The Tea Party movement is typically viewed as a populist uprising fueled by ideological anger against a federal government that many believe no longer represents needs and wishes of the American people. It protests the policies of our government that, according to their doctrines, restrict individual liberty, violate the Constitution, illegally regulate the economy, and unfairly tax citizens. The Tea Party believes that America has been taken away from it, thus its de facto motto is "Take back our country."

The stereotype of Tea Partiers, reinforced by the many misspelled placards seen at the protests, is uneducated, of low income, and Southern. Yet polls show that the typical Tea Party supporter is, yes, white, but also older, educated, and of above-average income. This surprising demographic has led me to a decidedly contrarian analysis of the source of the Tea Party's energy and its future role in American politics.

I would argue that the Tea Party will have a diminishing impact on our political scene in the coming years. In fact, I believe that the Tea Party will have only a minor influence on the midterm elections (and that influence will benefit the Democrats) and a lingering presence on the political scene for a few years. But I predict that the Tea Party will slowly but steadily fade into nonexistence over the next decade. (Disclaimer: Predictions are admittedly easy to make because, as we know from the National Enquirer and professional sports drafts, no one ever follows up to see if the predictions come true).

I offer this prediction because I believe that the birth and popularity of the Tea Party is based more in psychology than in political beliefs.

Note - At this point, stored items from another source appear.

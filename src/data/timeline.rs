use std::cmp::Ordering;
use std::collections::HashMap;

use crate::error::LoadError;
use crate::report::{ActionId, Cursor, Direction, ReportAction, SortOrder};

/// Oldest to newest by creation time, ties broken by id.
pub fn chronological(a: &ReportAction, b: &ReportAction) -> Ordering {
    a.created.cmp(&b.created).then_with(|| a.id.cmp(&b.id))
}

/// Display order of two actions under `order`.
pub fn compare(a: &ReportAction, b: &ReportAction, order: SortOrder) -> Ordering {
    match order {
        SortOrder::OldestFirst => chronological(a, b),
        SortOrder::NewestFirst => chronological(a, b).reverse(),
    }
}

/// True when every adjacent pair is strictly ordered. Duplicate ids fail this.
pub fn is_strictly_sorted(actions: &[ReportAction], order: SortOrder) -> bool {
    actions
        .windows(2)
        .all(|w| compare(&w[0], &w[1], order) == Ordering::Less)
}

/// Result of folding a batch of actions into a sequence.
#[derive(Clone, Debug)]
pub struct MergeOutcome {
    pub actions: Vec<ReportAction>,
    pub inserted: usize,
    pub updated: usize,
}

impl MergeOutcome {
    pub fn is_unchanged(&self) -> bool {
        self.inserted == 0 && self.updated == 0
    }
}

/// Merge a page fetched in `direction` into `existing`.
///
/// Actions already present are replaced only when their content differs.
/// Actions not yet present must lie strictly beyond the loaded boundary on the
/// requested side, and the page itself must be strictly sorted.
pub fn merge_page(
    existing: &[ReportAction],
    page: &[ReportAction],
    direction: Direction,
    order: SortOrder,
) -> Result<MergeOutcome, LoadError> {
    if !is_strictly_sorted(page, order) {
        return Err(LoadError::MalformedPage(format!(
            "{} page is not strictly sorted",
            direction.label()
        )));
    }

    let known = index_by_id(existing);
    let boundary = match direction {
        Direction::Older => existing.iter().min_by(|a, b| chronological(a, b)),
        Direction::Newer => existing.iter().max_by(|a, b| chronological(a, b)),
    };

    if let Some(boundary) = boundary {
        let expected = match direction {
            Direction::Older => Ordering::Less,
            Direction::Newer => Ordering::Greater,
        };
        if let Some(overlap) = page
            .iter()
            .filter(|a| !known.contains_key(&a.id))
            .find(|a| chronological(a, boundary) != expected)
        {
            return Err(LoadError::MalformedPage(format!(
                "action {} overlaps the loaded window on the {} side",
                overlap.id,
                direction.label()
            )));
        }
    }

    Ok(apply(existing, page, known, order))
}

/// Fold newly sent or received actions into `existing`. The source is trusted,
/// so no boundary validation happens; duplicates collapse and the latest wins.
pub fn upsert(existing: &[ReportAction], incoming: &[ReportAction], order: SortOrder) -> MergeOutcome {
    apply(existing, incoming, index_by_id(existing), order)
}

fn index_by_id(actions: &[ReportAction]) -> HashMap<ActionId, usize> {
    actions.iter().enumerate().map(|(i, a)| (a.id, i)).collect()
}

fn apply(
    existing: &[ReportAction],
    incoming: &[ReportAction],
    mut known: HashMap<ActionId, usize>,
    order: SortOrder,
) -> MergeOutcome {
    let mut actions = existing.to_vec();
    let mut inserted = 0;
    let mut updated = 0;
    let mut resort = false;

    for action in incoming {
        match known.get(&action.id) {
            Some(&i) => {
                if actions[i] != *action {
                    resort |= actions[i].created != action.created;
                    actions[i] = action.clone();
                    updated += 1;
                }
            }
            None => {
                known.insert(action.id, actions.len());
                actions.push(action.clone());
                inserted += 1;
            }
        }
    }

    if inserted > 0 || resort {
        actions.sort_by(|a, b| compare(a, b, order));
    }

    MergeOutcome {
        actions,
        inserted,
        updated,
    }
}

/// Immutable view of the ordered sequence. Replaced wholesale on every write.
#[derive(Clone, Debug, Default)]
pub struct TimelineSnapshot {
    actions: Vec<ReportAction>,
    grouped: Vec<bool>,
    index: HashMap<ActionId, usize>,
    order: SortOrder,
}

impl TimelineSnapshot {
    pub fn new(actions: Vec<ReportAction>, order: SortOrder, grouping_window: chrono::Duration) -> Self {
        let grouped = group_flags(&actions, order, grouping_window);
        let index = index_by_id(&actions);
        Self {
            actions,
            grouped,
            index,
            order,
        }
    }

    pub fn actions(&self) -> &[ReportAction] {
        &self.actions
    }

    pub fn len(&self) -> usize {
        self.actions.len()
    }

    pub fn is_empty(&self) -> bool {
        self.actions.is_empty()
    }

    pub fn order(&self) -> SortOrder {
        self.order
    }

    pub fn get(&self, idx: usize) -> Option<&ReportAction> {
        self.actions.get(idx)
    }

    pub fn position(&self, id: ActionId) -> Option<usize> {
        self.index.get(&id).copied()
    }

    /// Whether the action at `idx` folds under its predecessor's header.
    pub fn is_grouped(&self, idx: usize) -> bool {
        self.grouped.get(idx).copied().unwrap_or(false)
    }

    /// The loaded boundary on the `direction` side.
    pub fn boundary(&self, direction: Direction) -> Option<Cursor> {
        self.edge(direction).map(ReportAction::cursor)
    }

    fn edge(&self, direction: Direction) -> Option<&ReportAction> {
        if self.order.is_leading(direction) {
            self.actions.first()
        } else {
            self.actions.last()
        }
    }

    /// Whether `action` can join the sequence without leaving a hole in the
    /// loaded range. Past a side that still has unloaded history, actions
    /// must arrive through that side's pages.
    pub fn admits(&self, action: &ReportAction, older_open: bool, newer_open: bool) -> bool {
        if self.index.contains_key(&action.id) {
            return true;
        }
        let (Some(oldest), Some(newest)) = (self.edge(Direction::Older), self.edge(Direction::Newer)) else {
            return true;
        };
        let before = older_open && chronological(action, oldest) == Ordering::Less;
        let after = newer_open && chronological(action, newest) == Ordering::Greater;
        !before && !after
    }
}

/// Mark actions that continue their chronological predecessor: same actor,
/// neither is a system event, and created within `window`.
fn group_flags(actions: &[ReportAction], order: SortOrder, window: chrono::Duration) -> Vec<bool> {
    let n = actions.len();
    (0..n)
        .map(|i| {
            let prev = match order {
                SortOrder::OldestFirst => i.checked_sub(1),
                SortOrder::NewestFirst => (i + 1 < n).then_some(i + 1),
            };
            prev.is_some_and(|p| {
                let (prev, cur) = (&actions[p], &actions[i]);
                !prev.is_system()
                    && !cur.is_system()
                    && prev.actor == cur.actor
                    && cur.created - prev.created <= window
            })
        })
        .collect()
}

Most people think of anger when they describe the Tea Party. But it's not, in my view, what drives the movement. Anger is actually a defensive and protective response triggered by the fight-or-flight reaction which has evolved since we rose out of the primordial muck so many eons ago. Its purpose? To ensure our survival when threatened. And, with so much cultural uncertainty, economic instability, and political conflict in the world, many Americans feel profoundly threatened. So, what underlies the anger expressed so strongly by Tea Partiers is fear.

What then is that fear?

Let's return to the demographic of the Tea Party: white, older, educated, and of higher income. Think about the world in which they were raised and had lived most of their lives. It was safe, secure, familiar, and, yes, homogeneous. They collectively held the power and had the loudest voice. They were in charge.

Now look at what is happening to their world; it is changing dramatically in so many ways. Tea Party members are confronted with a new world order that is understandably unsettling to them. 9/11 created a world that is now, at least in the eyes of many, more dangerous and unpredictable than ever before. Immigration and increased diversity that had not been that evident in the stratum in which they lived for most of their lives is now in their neighborhoods, schools, and workplaces. The serial economic crises of the past decade have caused a degree of financial insecurity that threatens their futures. And this changing world is no more obvious than in the new resident of the White House.

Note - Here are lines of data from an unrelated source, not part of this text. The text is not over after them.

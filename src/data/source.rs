use futures::future::BoxFuture;

use crate::error::LoadError;
use crate::report::{Cursor, Page};

pub type LoadResult = Result<Page, LoadError>;

/// External data layer that fetches pages beyond the loaded window.
///
/// `cursor` is the current boundary on the requested side, or `None` when the
/// list is empty. Returned futures must not borrow the loader.
pub trait ActionLoader: Send + Sync {
    fn load_older(&self, cursor: Option<Cursor>) -> BoxFuture<'static, LoadResult>;

    fn load_newer(&self, cursor: Option<Cursor>) -> BoxFuture<'static, LoadResult>;
}

/// A loader with nothing behind it. Every request resolves to an empty final page.
#[derive(Clone, Copy, Debug, Default)]
pub struct NoMoreData;

impl ActionLoader for NoMoreData {
    fn load_older(&self, _cursor: Option<Cursor>) -> BoxFuture<'static, LoadResult> {
        Box::pin(async { Ok(Page::default()) })
    }

    fn load_newer(&self, _cursor: Option<Cursor>) -> BoxFuture<'static, LoadResult> {
        Box::pin(async { Ok(Page::default()) })
    }
}
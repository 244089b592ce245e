use crate::data::timeline::TimelineSnapshot;
use crate::report::{Cursor, Direction};
use crate::state::pagination::PaginationController;

/// The contiguous range of history currently held by the list.
#[derive(Clone, Copy, Debug, PartialEq, Eq)]
pub struct LoadWindow {
    pub older: Option<Cursor>,
    pub newer: Option<Cursor>,
    pub is_loading_older: bool,
    pub is_loading_newer: bool,
}

impl LoadWindow {
    pub fn of(snapshot: &TimelineSnapshot, controller: &PaginationController) -> Self {
        Self {
            older: snapshot.boundary(Direction::Older),
            newer: snapshot.boundary(Direction::Newer),
            is_loading_older: controller.is_requesting(Direction::Older),
            is_loading_newer: controller.is_requesting(Direction::Newer),
        }
    }

    pub fn cursor(&self, direction: Direction) -> Option<Cursor> {
        match direction {
            Direction::Older => self.older,
            Direction::Newer => self.newer,
        }
    }

    pub fn is_loading(&self, direction: Direction) -> bool {
        match direction {
            Direction::Older => self.is_loading_older,
            Direction::Newer => self.is_loading_newer,
        }
    }
}
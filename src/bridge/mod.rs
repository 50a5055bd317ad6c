//! HTTP-to-RPC argument bridging.
//!
//! # Data Flow
//! ```text
//! RequestSnapshot + CallDescriptor
//!     → getter.rs (attachments, resolver selection)
//!     → source.rs (body/query downgrade, content-type sniffing)
//!     → resolver/* (per-parameter lookup)
//!     → convert.rs / json.rs (text and JSON to TypedValue)
//!     → Vec<Option<TypedValue>> + attachments → RPC layer
//!
//! RPC result
//!     → response.rs (plain / envelope / gateway)
//!     → body + optional status → HTTP layer
//! ```
//!
//! # Design Decisions
//! - Everything here is synchronous in-memory work over buffered bytes
//! - Per-request state lives in the getter and is dropped with the request
//! - Descriptors and formatters are immutable and shared freely

pub mod convert;
pub mod descriptor;
pub mod error;
pub mod getter;
pub mod json;
pub mod request;
pub mod resolver;
pub mod response;
pub mod source;
pub mod value;

pub use descriptor::{ArgumentSource, CallDescriptor, Parameter, RpcTarget};
pub use error::BridgeError;
pub use getter::{ArgumentGetter, DEFAULT_ATTACHMENT_PREFIX};
pub use request::RequestSnapshot;
pub use response::{FormattedResponse, ReplyKind, ResponseFlavor, ResponseFormatter};
pub use value::TypedValue;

Tea Party supporters no longer have exclusive power. Their voices carry less sway than they once did. They have less control over their own lives and the world in which they have been living for so many years.

Now let's return to the Tea Party motto, "Take back our country." Many people interpret it to mean take it back from those who have taken it from them, most obviously immigrants and people of color (thus the cries of racism). But I believe what lies at the heart of their message is their nostalgic wish to take their country back to that previous time when life was simpler and more familiar, secure, and controllable, when they had no need to be fearful.

Another fear that I believe underlies the anger that the Tea Party movement expresses toward our government is that no one can protect them from the significant and ongoing upheavals that we have been experiencing during the last decade. Ordinary people have and continue to suffer mightily from multiple financial crises, and, most recently, the West Virginia mine tragedy and the BP disaster. Americans have always trusted their government to protect them from such harm (and it did a pretty good job for a long time), yet it has failed repeatedly in recent times. Never mind that Big Business, not our government, was responsible for these catastrophic events. The Tea Partiers don't expect Big Business to care about them, much less act in their best interests, so they don't hold them accountable. But our government is supposed to care about us and act in our best interests, yet it has let us down. So that fear turned to anger toward our government because it is better to feel rage and fight than to feel fear and flight.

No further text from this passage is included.